PROBLEM DESCRIPTION:
Search the entries for the word "found" and copy each line that has it.

Stored records:
———

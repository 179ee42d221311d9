use std::path::Path;

use assert_cmd::Command;
use lopdf::{Document, Object, Stream, dictionary};
use predicates::prelude::*;

fn casesplit(config_home: &Path) -> Command {
    let mut cmd = Command::cargo_bin("casesplit").unwrap();
    cmd.env("XDG_CONFIG_HOME", config_home).env_remove("RUST_LOG");
    cmd
}

/// Single blank 72x72 pt page.
fn blank_pdf(path: &Path) {
    let mut doc = Document::with_version("1.5");
    let pages_id = doc.new_object_id();
    let content_id = doc.add_object(Stream::new(dictionary! {}, Vec::new()));
    let page_id = doc.add_object(dictionary! {
        "Type" => "Page",
        "Parent" => pages_id,
        "Contents" => content_id,
    });
    doc.objects.insert(
        pages_id,
        Object::Dictionary(dictionary! {
            "Type" => "Pages",
            "Kids" => vec![page_id.into()],
            "Count" => 1,
            "MediaBox" => vec![0.into(), 0.into(), 72.into(), 72.into()],
        }),
    );
    let catalog_id = doc.add_object(dictionary! {
        "Type" => "Catalog",
        "Pages" => pages_id,
    });
    doc.trailer.set("Root", catalog_id);
    doc.save(path).unwrap();
}

#[test]
fn test_help_lists_commands() {
    let home = tempfile::tempdir().unwrap();
    casesplit(home.path())
        .arg("--help")
        .assert()
        .success()
        .stdout(predicate::str::contains("split"))
        .stdout(predicate::str::contains("config"));
}

#[test]
fn test_split_missing_input_fails() {
    let home = tempfile::tempdir().unwrap();
    let out = home.path().join("out");

    casesplit(home.path())
        .arg("split")
        .arg(home.path().join("missing.pdf"))
        .arg("-o")
        .arg(&out)
        .assert()
        .failure()
        .stderr(predicate::str::contains("not found"));

    assert!(!out.join("logs").exists());
}

#[test]
fn test_split_rejects_non_pdf() {
    let home = tempfile::tempdir().unwrap();
    let input = home.path().join("notes.pdf");
    std::fs::write(&input, "plain text").unwrap();

    casesplit(home.path())
        .arg("split")
        .arg(&input)
        .arg("-o")
        .arg(home.path().join("out"))
        .assert()
        .failure()
        .stderr(predicate::str::contains("PDF"));
}

#[test]
fn test_split_without_models_fails_and_keeps_run_log() {
    let home = tempfile::tempdir().unwrap();
    let input = home.path().join("scan.pdf");
    blank_pdf(&input);
    let out = home.path().join("out");

    casesplit(home.path())
        .arg("split")
        .arg(&input)
        .arg("-o")
        .arg(&out)
        .arg("--model-dir")
        .arg(home.path().join("no-models"))
        .assert()
        .failure()
        .stderr(predicate::str::contains("missing model file"));

    let logs: Vec<_> = std::fs::read_dir(out.join("logs")).unwrap().collect();
    assert_eq!(logs.len(), 1);
}

#[test]
fn test_config_show_prints_defaults() {
    let home = tempfile::tempdir().unwrap();
    casesplit(home.path())
        .args(["config", "show"])
        .assert()
        .success()
        .stdout(predicate::str::contains("\"dpi\": 200"))
        .stdout(predicate::str::contains("\"bottom_fraction\": 0.1"));
}

#[test]
fn test_config_init_refuses_to_overwrite() {
    let home = tempfile::tempdir().unwrap();
    let path = home.path().join("casesplit.json");

    casesplit(home.path())
        .args(["config", "init", "-o"])
        .arg(&path)
        .assert()
        .success();
    assert!(path.exists());

    casesplit(home.path())
        .args(["config", "init", "-o"])
        .arg(&path)
        .assert()
        .failure()
        .stderr(predicate::str::contains("already exists"));

    casesplit(home.path())
        .args(["config", "init", "--force", "-o"])
        .arg(&path)
        .assert()
        .success();
}

#[test]
fn test_explicit_config_is_used() {
    let home = tempfile::tempdir().unwrap();
    let path = home.path().join("custom.json");
    std::fs::write(&path, r#"{"scan": {"dpi": 150}}"#).unwrap();

    casesplit(home.path())
        .arg("--config")
        .arg(&path)
        .args(["config", "show"])
        .assert()
        .success()
        .stdout(predicate::str::contains("\"dpi\": 150"));
}

#[test]
fn test_config_path_points_into_config_home() {
    let home = tempfile::tempdir().unwrap();
    casesplit(home.path())
        .args(["config", "path"])
        .assert()
        .success()
        .stdout(predicate::str::contains("casesplit"))
        .stdout(predicate::str::contains("not created"));
}
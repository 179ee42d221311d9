//! Config command - manage configuration.

use std::fs;
use std::path::{Path, PathBuf};

use clap::{Args, Subcommand};
use console::style;
use tracing::debug;

use casesplit_core::SplitConfig;

/// Arguments for the config command.
#[derive(Args)]
pub struct ConfigArgs {
    #[command(subcommand)]
    command: ConfigCommand,
}

#[derive(Subcommand)]
enum ConfigCommand {
    /// Show the effective configuration
    Show,

    /// Initialize a new configuration file
    Init(InitArgs),

    /// Show configuration file path
    Path,
}

#[derive(Args)]
struct InitArgs {
    /// Output path for configuration file
    #[arg(short, long)]
    output: Option<PathBuf>,

    /// Overwrite existing file
    #[arg(long)]
    force: bool,
}

pub async fn run(args: ConfigArgs, config_path: Option<&str>) -> anyhow::Result<()> {
    match args.command {
        ConfigCommand::Show => show_config(config_path),
        ConfigCommand::Init(init_args) => init_config(init_args),
        ConfigCommand::Path => show_path(config_path),
    }
}

pub fn default_config_path() -> PathBuf {
    dirs::config_dir()
        .unwrap_or_else(|| PathBuf::from("."))
        .join("casesplit")
        .join("config.json")
}

/// Load the configuration for a run.
///
/// An explicit path must exist. Otherwise the default location is used if
/// present, and built-in defaults if not.
pub fn load(config_path: Option<&str>) -> anyhow::Result<SplitConfig> {
    let path = match config_path {
        Some(path) => {
            let path = Path::new(path);
            if !path.exists() {
                anyhow::bail!("Config file not found: {}", path.display());
            }
            path.to_path_buf()
        }
        None => {
            let path = default_config_path();
            if !path.exists() {
                debug!("No config at {}, using defaults", path.display());
                return Ok(SplitConfig::default());
            }
            path
        }
    };

    debug!("Loading config from {}", path.display());
    SplitConfig::from_file(&path)
        .map_err(|e| anyhow::anyhow!("Invalid config file {}: {}", path.display(), e))
}

fn show_config(config_path: Option<&str>) -> anyhow::Result<()> {
    if config_path.is_none() && !default_config_path().exists() {
        eprintln!(
            "{} No config file found, showing defaults.",
            style("ℹ").blue()
        );
    }

    let config = load(config_path)?;
    println!("{}", serde_json::to_string_pretty(&config)?);

    Ok(())
}

fn init_config(args: InitArgs) -> anyhow::Result<()> {
    let output_path = args.output.unwrap_or_else(default_config_path);

    if output_path.exists() && !args.force {
        anyhow::bail!(
            "Config file already exists at {}. Use --force to overwrite.",
            output_path.display()
        );
    }

    if let Some(parent) = output_path.parent() {
        fs::create_dir_all(parent)?;
    }

    SplitConfig::default().save(&output_path)?;

    println!(
        "{} Created configuration file at {}",
        style("✓").green(),
        output_path.display()
    );

    Ok(())
}

fn show_path(config_path: Option<&str>) -> anyhow::Result<()> {
    let path = config_path
        .map(PathBuf::from)
        .unwrap_or_else(default_config_path);

    println!("Configuration file: {}", path.display());

    if path.exists() {
        println!("Status: {}", style("exists").green());
    } else {
        println!("Status: {}", style("not created").yellow());
        println!();
        println!("Run 'casesplit config init' to create a configuration file.");
    }

    Ok(())
}

#[cfg(test)]
mod tests {
    use super::*;

    #[test]
    fn test_load_explicit_file() {
        let dir = tempfile::tempdir().unwrap();
        let path = dir.path().join("config.json");
        fs::write(&path, r#"{"scan": {"dpi": 300}}"#).unwrap();

        let config = load(path.to_str()).unwrap();
        assert_eq!(config.scan.dpi, 300);
        assert_eq!(config.output.extension, ".pdf");
    }

    #[test]
    fn test_load_missing_explicit_file_fails() {
        let dir = tempfile::tempdir().unwrap();
        let path = dir.path().join("missing.json");
        assert!(load(path.to_str()).is_err());
    }

    #[test]
    fn test_load_invalid_file_fails() {
        let dir = tempfile::tempdir().unwrap();
        let path = dir.path().join("config.json");
        fs::write(&path, "{ not json").unwrap();
        assert!(load(path.to_str()).is_err());
    }
}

———

REPLY:
        .stderr(predicate::str::contains("not found"));
                anyhow::bail!("Config file not found: {}", path.display());
            "{} No config file found, showing defaults.",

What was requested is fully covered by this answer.